Regia di Juan Taratuto vedi scheda film
Eduardo è un uomo indifferente e solo. Una chiazza arancio sporco in simbiosi con un’auto polverosa che non si ferma davanti all’immensità del paesaggio invernale, né di fronte alla gravità di un incidente capitato sulla sua strada. Autoconfinatosi nell’impianto petrolifero dove lavora, è costretto a tornare nel mondo quando un vecchio amico gli chiede aiuto.

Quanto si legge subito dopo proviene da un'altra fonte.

//! Structured logging for MADAODV nodes and simulations
//!
//! Every routing engine logs inside a `madaodv` span that carries the node's
//! mesh address, so interleaved output from many simulated nodes can be
//! filtered per node.
//!
//! # Features
//!
//! - **JSONL Output**: One JSON object per event (default)
//! - **Pretty Output**: Human-readable console output for development
//! - **File Rotation**: Daily/hourly log rotation via tracing-appender
//! - **RUST_LOG**: An `EnvFilter` directive overrides the configured level
//!
//! # Quick Start
//!
//! ```ignore
//! use madaodv_logging::{LogConfig, MadaodvSubscriberBuilder};
//!
//! // JSONL to the console
//! let _guard = MadaodvSubscriberBuilder::new().init();
//!
//! // Pretty, debug-level output
//! let _guard = MadaodvSubscriberBuilder::new()
//!     .with_config(LogConfig::development())
//!     .init();
//! ```

pub mod config;
pub mod error;

pub use config::{ConsoleConfig, FileConfig, JsonlConfig, LogConfig, RotationStrategy};
pub use error::{LoggingError, LoggingResult};

use std::fs::{self, File};

use tracing::Subscriber;
use tracing_appender::non_blocking::{NonBlocking, WorkerGuard};
use tracing_appender::rolling::{RollingFileAppender, Rotation};
use tracing_subscriber::layer::{Layer, SubscriberExt};
use tracing_subscriber::util::SubscriberInitExt;
use tracing_subscriber::{EnvFilter, Registry, fmt};

type BoxedLayer = Box<dyn Layer<Registry> + Send + Sync>;

/// Builder for configuring and installing the MADAODV tracing subscriber
///
/// By default, console output uses JSONL format. Use `LogConfig::development()`
/// for human-readable output.
pub struct MadaodvSubscriberBuilder {
    config: LogConfig,
}

impl Default for MadaodvSubscriberBuilder {
    fn default() -> Self {
        Self::new()
    }
}

impl MadaodvSubscriberBuilder {
    /// Create a new subscriber builder with default configuration
    pub fn new() -> Self {
        Self {
            config: LogConfig::default(),
        }
    }

    /// Use a specific configuration
    pub fn with_config(mut self, config: LogConfig) -> Self {
        self.config = config;
        self
    }

    /// Set the default filter directive
    pub fn with_level(mut self, level: impl Into<String>) -> Self {
        self.config.default_level = level.into();
        self
    }

    /// Enable or disable console output
    pub fn with_console(mut self, enabled: bool) -> Self {
        self.config.console.enabled = enabled;
        self
    }

    /// Configure file output
    pub fn with_file_output(mut self, config: FileConfig) -> Self {
        self.config.file = Some(config);
        self
    }

    /// The configuration this builder will install
    pub fn config(&self) -> &LogConfig {
        &self.config
    }

    /// Build the subscriber without installing it
    ///
    /// The returned guard flushes file output when dropped and must outlive
    /// all logging.
    pub fn build(self) -> LoggingResult<(impl Subscriber + Send + Sync, Option<WorkerGuard>)> {
        let filter = EnvFilter::try_from_default_env()
            .unwrap_or_else(|_| EnvFilter::new(&self.config.default_level));

        let mut layers: Vec<BoxedLayer> = Vec::new();
        let mut guard = None;

        if self.config.console.enabled {
            layers.push(console_layer(&self.config));
        }

        if let Some(file_config) = &self.config.file {
            let (writer, file_guard) = file_writer(file_config)?;
            guard = Some(file_guard);
            let jsonl = &self.config.jsonl;
            layers.push(
                fmt::layer()
                    .json()
                    .with_current_span(true)
                    .with_span_list(jsonl.include_spans)
                    .flatten_event(jsonl.flatten_events)
                    .with_file(jsonl.include_location)
                    .with_line_number(jsonl.include_location)
                    .with_writer(writer)
                    .boxed(),
            );
        }

        Ok((Registry::default().with(layers).with(filter), guard))
    }

    /// Install the subscriber globally
    pub fn try_init(self) -> LoggingResult<Option<WorkerGuard>> {
        let (subscriber, guard) = self.build()?;
        subscriber.try_init()?;
        Ok(guard)
    }

    /// Install the subscriber globally, reporting failures on stderr
    ///
    /// A failure leaves logging disabled rather than aborting the program.
    pub fn init(self) -> Option<WorkerGuard> {
        match self.try_init() {
            Ok(guard) => guard,
            Err(e) => {
                eprintln!("Warning: logging not initialized: {}", e);
                None
            }
        }
    }
}

fn console_layer(config: &LogConfig) -> BoxedLayer {
    let console = &config.console;
    let jsonl = &config.jsonl;
    match (console.pretty, console.test_writer) {
        (true, true) => fmt::layer()
            .with_ansi(console.ansi)
            .with_target(true)
            .with_test_writer()
            .boxed(),
        (true, false) => fmt::layer()
            .with_ansi(console.ansi)
            .with_target(true)
            .boxed(),
        (false, test_writer) => {
            let layer = fmt::layer()
                .json()
                .with_current_span(true)
                .with_span_list(jsonl.include_spans)
                .flatten_event(jsonl.flatten_events)
                .with_file(jsonl.include_location)
                .with_line_number(jsonl.include_location);
            if test_writer {
                layer.with_test_writer().boxed()
            } else {
                layer.boxed()
            }
        }
    }
}

/// Open the file sink; `Never` truncates a single file, the others roll
fn file_writer(config: &FileConfig) -> LoggingResult<(NonBlocking, WorkerGuard)> {
    let rotation = match config.rotation {
        RotationStrategy::Never => {
            fs::create_dir_all(&config.directory)?;
            let path = config.directory.join(format!("{}.log", config.prefix));
            let file = File::create(path)?;
            return Ok(tracing_appender::non_blocking(file));
        }
        RotationStrategy::Daily => Rotation::DAILY,
        RotationStrategy::Hourly => Rotation::HOURLY,
    };

    let mut builder = RollingFileAppender::builder()
        .rotation(rotation)
        .filename_prefix(config.prefix.clone())
        .filename_suffix("log");
    if let Some(max) = config.max_files {
        builder = builder.max_log_files(max);
    }
    let appender = builder.build(&config.directory)?;
    Ok(tracing_appender::non_blocking(appender))
}

/// Initialize logging with default configuration (JSONL to console)
pub fn init_default() -> Option<WorkerGuard> {
    MadaodvSubscriberBuilder::new().init()
}

/// Initialize logging for development (verbose, pretty console output)
pub fn init_development() -> Option<WorkerGuard> {
    MadaodvSubscriberBuilder::new()
        .with_config(LogConfig::development())
        .init()
}

/// Initialize logging for tests; safe to call from every test
pub fn init_testing() {
    let _ = MadaodvSubscriberBuilder::new()
        .with_config(LogConfig::testing())
        .try_init();
}
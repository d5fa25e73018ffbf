//! The MADAODV routing engine
//!
//! [`RoutingProtocol`] owns every piece of per-node routing state and is
//! driven entirely from outside:
//!
//! - the host calls [`RoutingProtocol::route_output`] and
//!   [`RoutingProtocol::route_input`] for data traffic
//! - received control messages come in through [`RoutingProtocol::handle_control`]
//! - the driver sleeps until [`RoutingProtocol::poll_timeout`] and then calls
//!   [`RoutingProtocol::handle_timeout`]
//! - link-layer feedback arrives through [`RoutingProtocol::notify_tx_error`]
//!   and the interface notifications
//!
//! The engine never blocks and never reads the time on its own: every entry
//! point samples the injected [`Clock`] once and works at that instant.
//!
//! ## Submodules
//!
//! - `output`: data-plane decisions, deferral and queue flushing
//! - `discovery`: RREQ/RREP/RREP-ACK handling and hellos
//! - `maintenance`: RERR origination and link-break repair

mod discovery;
mod maintenance;
mod output;

use std::collections::BTreeMap;
use std::net::Ipv6Addr;
use std::time::Duration;

use madaodv_core::{
    Clock, ControlMessage, ControlPacket, InterfaceIndex, LinkLayer, MacAddr, Transport,
    mac_to_ipv6,
};
use rand::rngs::StdRng;
use rand::{Rng, SeedableRng};
use tracing::{debug, info, trace, warn};

use crate::cache::{DuplicatePacketDetection, IdCache};
use crate::config::MadaodvConfig;
use crate::error::{RoutingError, RoutingResult};
use crate::neighbor::Neighbors;
use crate::queue::RequestQueue;
use crate::rate_limit::RateCounter;
use crate::table::{RouteFlag, RouteRecord, RoutingTable};
use crate::timer::{TimerKey, Timers};

pub use output::RouteDecision;

/// Upper bound of the random delay put on broadcasts and RERRs
const MAX_JITTER_MS: u64 = 10;

/// Upper bound of the random offset of the first hello
const MAX_HELLO_START_MS: u64 = 100;

/// Period of the rate-limit windows
const RATE_WINDOW: Duration = Duration::from_secs(1);

/// First uplink probe after start
const FIRST_UPLINK_CHECK: Duration = Duration::from_millis(1);

/// Slack added when a request waits for the rate-limit window to reset
const DEFERRED_REQUEST_SLACK: Duration = Duration::from_micros(100);

const LOOPBACK_ADDR: Ipv6Addr = Ipv6Addr::LOCALHOST;

/// One MADAODV node
///
/// Generic over its collaborators so the same engine runs against the
/// simulator's virtual clock and buffered transport, or real ones.
pub struct RoutingProtocol<C, T, L>
where
    C: Clock,
    T: Transport,
    L: LinkLayer,
{
    config: MadaodvConfig,
    clock: C,
    transport: T,
    link: L,
    /// Interface index to its mesh address
    interfaces: BTreeMap<InterfaceIndex, Ipv6Addr>,
    table: RoutingTable,
    queue: RequestQueue,
    neighbors: Neighbors,
    rreq_ids: IdCache,
    dpd: DuplicatePacketDetection,
    timers: Timers,
    /// Jittered control packets waiting for their `TimerKey::Send`
    outbox: BTreeMap<u64, ControlPacket>,
    next_send_id: u64,
    rreq_rate: RateCounter,
    rerr_rate: RateCounter,
    seqno: u32,
    request_id: u32,
    /// Last RREQ broadcast since the previous hello tick
    last_broadcast: Option<Duration>,
    /// Latest answer of the link-layer uplink probe
    uplink: bool,
    started: bool,
    rng: StdRng,
    span: tracing::Span,
}
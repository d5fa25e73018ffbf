//! Pre-defined simulation scenarios
//!
//! Each scenario builds a mesh, drives some traffic through it and prints
//! what happened. They return the finished [`Simulation`] so callers and
//! tests can inspect it.

use std::net::Ipv6Addr;
use std::time::Duration;

use tracing::info;

use crate::error::SimResult;
use crate::simulation::{SimConfig, Simulation};
use crate::topology::{MeshBuilder, NodeId, from_edges};

/// A host beyond the mesh, reachable only through a gateway
pub const OUTSIDE_HOST: Ipv6Addr = Ipv6Addr::new(0x2001, 0xdb8, 0, 0, 0, 0, 0, 1);

fn ms(millis: u64) -> Duration {
    Duration::from_millis(millis)
}

fn print_summary(sim: &Simulation) {
    println!("\n=== Final Statistics ===");
    println!("  Datagrams sent: {}", sim.stats.datagrams_sent);
    println!("  Datagrams delivered: {}", sim.stats.datagrams_delivered);
    println!("  Datagrams failed: {}", sim.stats.datagrams_failed);
    println!("  Datagrams dropped: {}", sim.stats.datagrams_dropped);
    println!("  Average hops: {:.2}", sim.stats.average_hops());
    println!(
        "  Control messages: {} (RREQ {}, RREP {}, RERR {}, ACK {})",
        sim.stats.control_sent,
        sim.stats.rreq_sent,
        sim.stats.rrep_sent,
        sim.stats.rerr_sent,
        sim.stats.ack_sent
    );
    println!("  Delivery rate: {:.1}%", sim.stats.delivery_ratio() * 100.0);
}

fn print_route(sim: &Simulation, from: NodeId, to: NodeId) {
    match sim.route_between(from, to) {
        Some(route) => println!(
            "  {} -> {}: next hop {}, {} hops, {}",
            from,
            to,
            sim.node_by_address(route.next_hop)
                .map(|n| n.to_string())
                .unwrap_or_else(|| route.next_hop.to_string()),
            route.hops,
            route.flag
        ),
        None => println!("  {} -> {}: no route", from, to),
    }
}

/// Route discovery along a line: A - B - C - ... , first node to last
pub fn run_line_scenario(nodes: u32) -> SimResult<Simulation> {
    info!(nodes, "=== Running Line Discovery Scenario ===");
    let nodes = nodes.max(2);
    let mesh = MeshBuilder::new(nodes).line();
    println!("{}", mesh.visualize());

    let mut sim = Simulation::new(mesh, SimConfig::default())?;
    let first = NodeId(0);
    let last = NodeId(nodes - 1);

    println!("\n--- {} sends to {} with no routes known ---", first, last);
    sim.send_to_node(first, last, &b"hello over the mesh"[..])?;
    sim.run_for(ms(1_500));
    println!("  {}", sim.state_summary());

    println!("\n--- Routes after discovery ---");
    print_route(&sim, first, last);
    for relay in 1..nodes - 1 {
        print_route(&sim, NodeId(relay), first);
    }

    println!("\n--- Second datagram uses the cached route ---");
    sim.send_to_node(first, last, &b"again"[..])?;
    sim.run_for(ms(500));
    println!("  {}", sim.state_summary());

    print_summary(&sim);
    Ok(sim)
}

/// Traffic for a host outside the mesh, through a line ending in the gateway
///
/// ```text
/// A - B - ... - G(uplink) ~~ 2001:db8::1
/// ```
pub fn run_gateway_scenario(nodes: u32) -> SimResult<Simulation> {
    info!(nodes, "=== Running Gateway Scenario ===");
    let nodes = nodes.max(2);
    let mesh = MeshBuilder::new(nodes).line();
    println!("{}", mesh.visualize());

    let gateway = NodeId(nodes - 1);
    let mut sim = Simulation::new(
        mesh,
        SimConfig {
            gateways: vec![gateway],
            ..Default::default()
        },
    )?;
    let first = NodeId(0);

    // Give the gateway's uplink probe a chance to run first
    println!("\n--- {} sends to {} (outside the mesh) ---", first, OUTSIDE_HOST);
    sim.send_at(ms(50), first, OUTSIDE_HOST, &b"to the internet"[..])?;
    sim.run_for(ms(1_500));
    println!("  {}", sim.state_summary());

    println!("\n--- Gateway route at {} ---", first);
    print_route(&sim, first, gateway);
    for delivery in &sim.deliveries {
        println!(
            "  uid {} reached {} as {} after {} hops",
            delivery.uid, delivery.node, delivery.destination, delivery.hops
        );
    }

    print_summary(&sim);
    Ok(sim)
}

/// Route repair after a mid-path link failure
///
/// ```text
/// A - B - C - D
///     |   |
///     E - F
/// ```
///
/// A finds D through B-C. The B-C link then fails: the next datagram is
/// lost, B reports the break and A rediscovers D around the detour.
pub fn run_link_break_scenario() -> SimResult<Simulation> {
    info!("=== Running Link Break Scenario ===");
    let mesh = from_edges(&[
        ('A', 'B'),
        ('B', 'C'),
        ('C', 'D'),
        ('B', 'E'),
        ('E', 'F'),
        ('F', 'C'),
    ]);
    println!("{}", mesh.visualize());

    let mut sim = Simulation::new(mesh, SimConfig::default())?;
    let (a, b, c, d): (NodeId, NodeId, NodeId, NodeId) =
        ('A'.into(), 'B'.into(), 'C'.into(), 'D'.into());

    println!("\n--- A sends to D ---");
    sim.send_to_node(a, d, &b"first"[..])?;
    sim.run_until(ms(1_000));
    print_route(&sim, a, d);

    println!("\n--- Link B-C fails, A sends again ---");
    sim.break_link_at(ms(1_000), b, c)?;
    sim.send_at(ms(1_100), a, d.address(), &b"lost at B"[..])?;
    sim.run_until(ms(1_400));
    println!("  {}", sim.state_summary());
    print_route(&sim, a, d);

    println!("\n--- A sends once more and the route is repaired ---");
    sim.send_at(ms(1_500), a, d.address(), &b"around the break"[..])?;
    sim.run_until(ms(2_500));
    print_route(&sim, a, d);

    print_summary(&sim);
    Ok(sim)
}

/// Corner-to-corner traffic across a grid, then every node's routing table
pub fn run_table_scenario(width: u32, height: u32) -> SimResult<Simulation> {
    info!(width, height, "=== Running Routing Table Scenario ===");
    let width = width.max(1);
    let count = width * height.max(1);
    let mesh = MeshBuilder::new(count).grid(width);
    println!("{}", mesh.visualize());

    let mut sim = Simulation::new(mesh, SimConfig::default())?;
    let first = NodeId(0);
    let last = NodeId(count - 1);
    sim.send_to_node(first, last, &b"corner to corner"[..])?;
    if width > 1 {
        sim.send_to_node(NodeId(width - 1), NodeId(count - width), &b"the other diagonal"[..])?;
    }
    sim.run_for(ms(3_000));

    println!("\n=== Routing Tables ===");
    println!("{}", sim.print_tables());
    print_summary(&sim);
    Ok(sim)
}

#[cfg(test)]
mod tests {
    use super::*;

    #[test]
    fn test_line_scenario_delivers_both() {
        let sim = run_line_scenario(4).unwrap();
        assert_eq!(sim.stats.datagrams_delivered, 2);
        assert_eq!(sim.stats.average_hops(), 3.0);
    }

    #[test]
    fn test_gateway_scenario_reaches_gateway() {
        let sim = run_gateway_scenario(3).unwrap();
        assert_eq!(sim.stats.datagrams_delivered, 1);
        assert_eq!(sim.deliveries[0].node, NodeId(2));
    }

    #[test]
    fn test_table_scenario_lists_every_node() {
        let sim = run_table_scenario(3, 2).unwrap();
        let tables = sim.print_tables();
        for id in sim.node_ids() {
            assert!(tables.contains(&format!("[{}]", id)));
        }
    }
}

La permanenza nella casa dell’uomo, con la sua famiglia, è già una visita di cordoglio: un sentimento che Eduardo ha sepolto insieme a tutte le altre conseguenze dell’umanità. Juan Taratuto ce le fa scoprire poco a poco, accanto al suo protagonista che supera gli intralci sfondando i vetri delle macchine, ma resta fermo sulla soglia di una porta d’ospedale, lungamente socchiusa, a osservare un dolore espresso in forme che ci mettono a disagio e lo mettono in discussione. Lo sguardo del regista non affonda mai nelle ferite malamente cauterizzate, che avranno la loro medicazione tangibile e il loro balsamico riscatto fin troppo programmatico: piuttosto dà alle cose il tempo di accadere, perché come dice Eduardo (Diego Peretti, interprete di pochissime parole compensate dalla profondità di sguardo), le cose succedono e poi passano. Il film passa con la lentezza necessaria alle emozioni per rigenerarsi, lasciando parlare i corpi nell’interazione brusca o fragile con gli oggetti, affidando a pochi tratti - i posti occupati dalla famiglia in auto, i gesti cauti della comprensione - la descrizione, piana e austera, di una rinascita.